Unos decían que los reyes se habían marchado de viaje, otros, que el asesino los había descuartizado y sus cuerpos yacían en las mazmorras del castillo. Nadie sabía la verdad.

El bufón nunca mostraba su cara. Llevaba una máscara, bien alegre, o bien triste, y las indumentarias propias de un juglar. Nadie sabía su edad, pero sus manos revelaban que era joven. Se decía que era parte del castillo, que simplemente estaba allí porque no podía moverse, pero nunca salía. También decían que podía desaparecer...

La hechicera había llegado un día, herida y moribunda, y en forma de agradecimiento, había dispuesto sus hechizos a voluntad de la princesa. Tenía el pelo largo y negro como el azabache, y un vestido rojo. Sólo salía del castillo para comprar ingredientes para sus mejunjes, y se pasaba el día con una sospechosa sonrisa. Los plebeyos decían que esa sonrisa no era una mueca, si no una cicatriz que ella misma se hizo para recordar su sufrimiento. Su simple presencia hacía que todo el mundo la mirase, pero parecía no hacer nada, todo el día encerrada en sus aposentos...

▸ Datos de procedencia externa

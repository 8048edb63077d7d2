//! `log` backend that forwards records to the browser console.

use log::{Level, LevelFilter, Log, Metadata, Record};
use wasm_bindgen::JsValue;

struct ConsoleLogger;

static LOGGER: ConsoleLogger = ConsoleLogger;

impl Log for ConsoleLogger {
    fn enabled(&self, metadata: &Metadata) -> bool {
        metadata.level() <= log::max_level()
    }

    fn log(&self, record: &Record) {
        if !self.enabled(record.metadata()) {
            return;
        }
        let line = JsValue::from_str(&format!("[{}] {}", record.target(), record.args()));
        match record.level() {
            Level::Error => web_sys::console::error_1(&line),
            Level::Warn => web_sys::console::warn_1(&line),
            Level::Info => web_sys::console::info_1(&line),
            Level::Debug | Level::Trace => web_sys::console::debug_1(&line),
        }
    }

    fn flush(&self) {}
}

/// Install the console logger once; later calls only adjust the level.
pub fn init(level: LevelFilter) {
    // set_logger fails if a logger is already installed, which is fine here
    let _ = log::set_logger(&LOGGER);
    log::set_max_level(level);
}

/// Parse a level name ("off", "error", ..., "trace"); unknown names mean "warn".
pub fn parse_level(name: Option<&str>) -> LevelFilter {
    name.and_then(|n| n.parse().ok()).unwrap_or(LevelFilter::Warn)
}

El sabio llevaba allí desde que tenían constancia. No envejecía, pues había conseguido la eterna juventud, y era él quien había hecho que aquel castillo fuese tan especial. Era una persona tranquila y justa, y el mayor confidente de la princesa. Se le veía hablando con ella, o en su biblioteca. Suponían que estaba intentando conseguir la Piedra Filosofal, y que probablemente la propia princesa tendría algo que ver en ese objetivo.

El asesino era también joven, con los ojos tan claros como el hielo. Llevaba una gabardina sin mangas y unas botas hasta la rodilla, y estaba tatuado de arriba abajo. Nadie sabía nunca dónde estaba, sólo sentían un temor indescriptible. Tampoco entendían por qué estaba en el castillo, pero sí sabían que había viajado a los lugares más recónditos del mundo y tenía a las mujeres más hermosas a su disposición...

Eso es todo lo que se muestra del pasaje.